Photocatalytic membrane filtration has emerged as a promising technology for water purification because it integrates both physical rejection and chemical destruction of contaminants in a single unit, and also largely mitigates membrane fouling by natural organic matter (NOM). In this study, we evaluated the performance of a photocatalytic membrane system for mitigating fouling by a humic acid, which is representative NOM, and identified critical properties of the humic acid that determined membrane fouling. We prepared a partially oxidized humic acid (OHA) through the photocatalysis of a purified humic acid (PHA), and the OHA showed reduced fouling for polyvinylidene fluoride (PVDF) ultrafiltration membranes compared to PHA. Molecular-level characterizations indicated that OHA had a reduced molecular size, an increased oxygen content, and increased hydrophilicity. OHA also formed smaller aggregates on the fouled membrane surfaces than PHA. The introduction of oxygen-containing, hydrophilic functional groups, e.g., -OH and -COOH, to the humic acid and the depolymerization or mineralization of the humic acid in photocatalysis could result in the reduction of the foulant-membrane and foulant-foulant interactions, as characterized by atomic force microscopy (AFM), thereby mitigating membrane fouling.
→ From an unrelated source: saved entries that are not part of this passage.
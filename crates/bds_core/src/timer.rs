//! Pausable countdown timers
//!
//! [`Timer`] is a single-shot countdown that keeps track of how long it has
//! actually been running across pause/resume cycles, so resuming continues
//! with the remaining time instead of starting over. [`Debouncer`] holds the
//! latest value of a noisy notification until a quiet period has elapsed.
//!
//! Neither type spawns threads or registers OS timers. The host polls them
//! from its event loop, which keeps cancellation and firing on the same
//! queue and makes them deterministic under a [`ManualClock`].

use std::cell::Cell;
use std::fmt;
use std::rc::Rc;
use std::time::{Duration, Instant};

// ============================================================================
// Clocks
// ============================================================================

/// Source of monotonic time, measured from an arbitrary origin
pub trait Clock {
    /// Time elapsed since the clock's origin
    fn now(&self) -> Duration;
}

/// Wall clock backed by [`Instant`]
#[derive(Clone, Copy, Debug)]
pub struct SystemClock {
    origin: Instant,
}

impl SystemClock {
    pub fn new() -> Self {
        Self {
            origin: Instant::now(),
        }
    }
}

impl Default for SystemClock {
    fn default() -> Self {
        Self::new()
    }
}

impl Clock for SystemClock {
    fn now(&self) -> Duration {
        self.origin.elapsed()
    }
}

/// Clock that only moves when told to
///
/// Clones share the same underlying time, so a test can keep one handle and
/// give another to the component under test.
#[derive(Clone, Debug, Default)]
pub struct ManualClock {
    now: Rc<Cell<Duration>>,
}

impl ManualClock {
    pub fn new() -> Self {
        Self::default()
    }

    /// Move time forward by `delta`
    pub fn advance(&self, delta: Duration) {
        self.now.set(self.now.get() + delta);
    }

    /// Jump to an absolute time since the origin
    pub fn set(&self, now: Duration) {
        self.now.set(now);
    }
}

impl Clock for ManualClock {
    fn now(&self) -> Duration {
        self.now.get()
    }
}

// ============================================================================
// Timer
// ============================================================================

/// Single-shot countdown with pause/resume accounting
///
/// ```text
///            start()                 pause()
///   Idle ───────────────► Running ───────────────► Paused
///    ▲                     │  ▲                      │
///    │  poll() at deadline │  └──────── resume() ────┘
///    └─────────────────────┘
/// ```
///
/// At most one deadline is pending at any time. `resume()` while already
/// running re-pauses internally before re-arming, so repeated resumes never
/// stack up extra firings.
pub struct Timer<C: Clock> {
    clock: C,
    duration: Duration,
    /// Pending expiry, `None` when not running
    deadline: Option<Duration>,
    /// When the current run segment started
    start_time: Duration,
    /// Time spent running in previous segments
    total_run_time: Duration,
}

impl<C: Clock> Timer<C> {
    pub fn new(clock: C, duration: Duration) -> Self {
        Self {
            clock,
            duration,
            deadline: None,
            start_time: Duration::ZERO,
            total_run_time: Duration::ZERO,
        }
    }

    pub fn duration(&self) -> Duration {
        self.duration
    }

    /// Change the countdown length. Clears any pending countdown.
    pub fn set_duration(&mut self, duration: Duration) {
        self.clear();
        self.duration = duration;
    }

    pub fn clock(&self) -> &C {
        &self.clock
    }

    /// Whether a deadline is currently pending
    pub fn is_running(&self) -> bool {
        self.deadline.is_some()
    }

    /// Time accumulated by completed run segments
    pub fn total_run_time(&self) -> Duration {
        self.total_run_time
    }

    /// Time left until the pending deadline, if running
    pub fn remaining(&self) -> Option<Duration> {
        let now = self.clock.now();
        self.deadline.map(|deadline| deadline.saturating_sub(now))
    }

    /// Begin a fresh countdown of the full duration from now
    pub fn start(&mut self) {
        let now = self.clock.now();
        self.total_run_time = Duration::ZERO;
        self.start_time = now;
        self.deadline = Some(now + self.duration);
        tracing::trace!(duration_ms = self.duration.as_millis() as u64, "timer started");
    }

    /// Cancel the pending deadline and bank the time run so far
    pub fn pause(&mut self) {
        if self.deadline.take().is_none() {
            return;
        }
        let now = self.clock.now();
        self.total_run_time += now.saturating_sub(self.start_time);
        tracing::trace!(
            run_ms = self.total_run_time.as_millis() as u64,
            "timer paused"
        );
    }

    /// Re-arm for whatever is left of the duration
    ///
    /// When the banked run time already covers the duration the timer is
    /// treated as expired and cleared rather than fired with no delay.
    pub fn resume(&mut self) {
        if self.total_run_time >= self.duration {
            self.clear();
            return;
        }

        self.pause();
        // pause() may have banked more time
        if self.total_run_time >= self.duration {
            self.clear();
            return;
        }

        let now = self.clock.now();
        self.deadline = Some(now + (self.duration - self.total_run_time));
        self.start_time = now;
    }

    /// Cancel and reset all accounting
    pub fn clear(&mut self) {
        self.deadline = None;
        self.start_time = Duration::ZERO;
        self.total_run_time = Duration::ZERO;
    }

    /// Returns true exactly once when the pending deadline has been reached
    pub fn poll(&mut self) -> bool {
        let Some(deadline) = self.deadline else {
            return false;
        };
        if self.clock.now() < deadline {
            return false;
        }
        self.clear();
        true
    }

    /// Invoke `on_expire` if the deadline has been reached
    pub fn poll_with<F: FnOnce()>(&mut self, on_expire: F) -> bool {
        let fired = self.poll();
        if fired {
            on_expire();
        }
        fired
    }
}

impl<C: Clock> fmt::Debug for Timer<C> {
    fn fmt(&self, f: &mut fmt::Formatter<'_>) -> fmt::Result {
        f.debug_struct("Timer")
            .field("duration", &self.duration)
            .field("deadline", &self.deadline)
            .field("start_time", &self.start_time)
            .field("total_run_time", &self.total_run_time)
            .finish()
    }
}

// ============================================================================
// Debouncer
// ============================================================================

/// Keeps the most recent value until `delay` has passed without a newer one
pub struct Debouncer<C: Clock, T> {
    clock: C,
    delay: Duration,
    pending: Option<(Duration, T)>,
}

impl<C: Clock, T> Debouncer<C, T> {
    pub fn new(clock: C, delay: Duration) -> Self {
        Self {
            clock,
            delay,
            pending: None,
        }
    }

    /// Replace the pending value and restart the quiet period
    pub fn push(&mut self, value: T) {
        let due = self.clock.now() + self.delay;
        self.pending = Some((due, value));
    }

    pub fn is_pending(&self) -> bool {
        self.pending.is_some()
    }

    /// Take the pending value once its quiet period is over
    pub fn take_ready(&mut self) -> Option<T> {
        let now = self.clock.now();
        match &self.pending {
            Some((due, _)) if now >= *due => self.pending.take().map(|(_, value)| value),
            _ => None,
        }
    }

    /// Drop the pending value
    pub fn cancel(&mut self) {
        self.pending = None;
    }
}

impl<C: Clock, T: fmt::Debug> fmt::Debug for Debouncer<C, T> {
    fn fmt(&self, f: &mut fmt::Formatter<'_>) -> fmt::Result {
        f.debug_struct("Debouncer")
            .field("delay", &self.delay)
            .field("pending", &self.pending)
            .finish()
    }
}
Foulant-membrane adhesion forces were always larger than foulant-foulant adhesion forces in our study, irrespective of the humic acid before or after photocatalytic oxidation, which may suggest that the reduction of foulant-membrane interactions is critical for membrane fouling control. In summary, this study sheds light into humic acid fouling in a photocatalytic membrane system through a systematic and comprehensive research approach, and provides insights for the design of novel membrane materials and processes with improved performance for water purification.